パナソニック(株)とパナソニック システムネットワークス(株)は、両社が共同で開発し米国電気電子学会(IEEE SA)に対して、世界的な標準化へ向けた提案をしてきた、日本発のPLC(電力線通信)である「HD-PLC」(注1)方式のLSIを設計するための技術と特許のライセンス供与をこのほど開始しました。
今後は、複数の会社より「HD-PLC」LSIや対応機器が供給されることでPLC技術の普及拡大を目指します。

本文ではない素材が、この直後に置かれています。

//! Regularized incomplete gamma functions P(a,x) and Q(a,x).

use super::gamma_fn::lgamma;
use super::SpecialError;
use crate::FloatScalar;

/// Maximum iterations for series / continued fraction.
const MAX_ITER: usize = 200;

/// Regularized lower incomplete gamma function P(a, x).
///
/// P(a, x) = γ(a, x) / Γ(a), where γ(a, x) = ∫₀ˣ t^{a−1} e^{−t} dt.
///
/// Requires a > 0 and x ≥ 0.
///
/// # Example
///
/// ```
/// use alshenawy::special::gamma_inc;
///
/// // P(1, x) = 1 − e^{−x}
/// let x = 1.5_f64;
/// let expected = 1.0 - (-x).exp();
/// assert!((gamma_inc(1.0, x).unwrap() - expected).abs() < 1e-14);
/// ```
pub fn gamma_inc<T: FloatScalar>(a: T, x: T) -> Result<T, SpecialError> {
    gamma_inc_pair(a, x).map(|(p, _)| p)
}

/// Regularized upper incomplete gamma function Q(a, x) = 1 − P(a, x).
///
/// Requires a > 0 and x ≥ 0.
pub fn gamma_inc_upper<T: FloatScalar>(a: T, x: T) -> Result<T, SpecialError> {
    gamma_inc_pair(a, x).map(|(_, q)| q)
}

/// Compute both P(a, x) and Q(a, x) = 1 − P(a, x).
///
/// Uses the series expansion when x < a + 1 and the continued fraction
/// otherwise, so the smaller of the two is always computed directly.
pub(crate) fn gamma_inc_pair<T: FloatScalar>(a: T, x: T) -> Result<(T, T), SpecialError> {
    let zero = T::zero();
    let one = T::one();

    if a <= zero || x < zero || a.is_nan() || x.is_nan() {
        return Err(SpecialError::DomainError);
    }
    if x == zero {
        return Ok((zero, one));
    }
    if x.is_infinite() {
        return Ok((one, zero));
    }

    // exp(-x + a·ln(x) - lgamma(a))
    let prefactor = (-x + a * x.ln() - lgamma(a)).exp();

    if x < a + one {
        let p = series_p(a, x, prefactor)?;
        Ok((p, one - p))
    } else {
        let q = cf_q(a, x, prefactor)?;
        Ok((one - q, q))
    }
}

/// P(a, x) = prefactor · Σ_{n=0}^∞ x^n / (a·(a+1)·…·(a+n))
fn series_p<T: FloatScalar>(a: T, x: T, prefactor: T) -> Result<T, SpecialError> {
    let one = T::one();
    let eps = T::epsilon();

    let mut term = one / a;
    let mut sum = term;
    let mut ap = a;

    for _ in 0..MAX_ITER {
        ap = ap + one;
        term = term * x / ap;
        sum = sum + term;
        if term.abs() < sum.abs() * eps {
            return Ok(prefactor * sum);
        }
    }
    Err(SpecialError::ConvergenceFailure)
}

/// Modified Lentz evaluation of the continued fraction for Q(a, x),
/// with a_n = n(a−n) and b_n = x + 2n + 1 − a.
fn cf_q<T: FloatScalar>(a: T, x: T, prefactor: T) -> Result<T, SpecialError> {
    let one = T::one();
    let eps = T::epsilon();
    let tiny = T::lit(1e-30);

    let b0 = x + one - a;
    let mut f = if b0.abs() < tiny { tiny } else { b0 };
    let mut c = f;
    let mut d = T::zero();

    for n in 1..=MAX_ITER {
        let nf = T::lit(n as f64);
        let an = nf * (a - nf);
        let bn = x + T::lit((2 * n + 1) as f64) - a;

        d = bn + an * d;
        if d.abs() < tiny {
            d = tiny;
        }
        d = one / d;

        c = bn + an / c;
        if c.abs() < tiny {
            c = tiny;
        }

        let delta = c * d;
        f = f * delta;

        if (delta - one).abs() < eps {
            return Ok(prefactor * f.recip());
        }
    }
    Err(SpecialError::ConvergenceFailure)
}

両社が、これまでIEEEに対して提案したPLC技術(パナソニックの独自技術のWavelet OFDM方式(注2))が、IEEE P1901(注3)の1つの技術方式として、このほどIEEE 標準化委員会のスポンサー審査で承認されました。「HD-PLC」技術は、2010年1月にドラフト仕様として一般公開されたもので、今回の審査では、両社がCEPCA(注4)とともに提案した他方式のPLCとの共存技術も同様に承認されています。今後、IEEE標準化委員会での手続きを経て、2010年の年末までには、両社が提案する日本発のPLC技術がIEEEの世界的な標準になる予定です。
これを受け、IEEEの世界的標準となる予定の「HD-PLC」方式のPLC技術の普及拡大を図るために、IEEE対応のLSIを設計するための「HD-PLC」技術と特許の他社へのライセンス供与を開始したものです。具体的には、IEEE対応「HD-PLC」のLSIを設計するための回路、LSIの機能を実現するソフトウエアに関する技術・特許のほか、国内で85%以上(注5)のシェアを持つ「HD-PLC」製品群で採用しているPLCモジュール等の技術も国内外のメーカーを対象にライセンス化して供与します。これにより、両社は、今後2015年までにグローバルで累計5,000万個の「HD-PLC」製品群が販売されると予測しています。
両社は、「HD-PLC」方式のPLC技術の普及拡大によってユビキタスネットワーク社会を実現し、電力の見える化や電力需給の調整などを実現するスマートグリッドでの活用など地球環境に配慮したエコ活動に大きく貢献できるものと期待しています。
また、両社は、今後も従来の「HD-PLC」採用商品との接続性の確保と、他方式との共存を図るために、PLC技術の開発を継続して行うことで、ユーザーの利便性を追及していきます。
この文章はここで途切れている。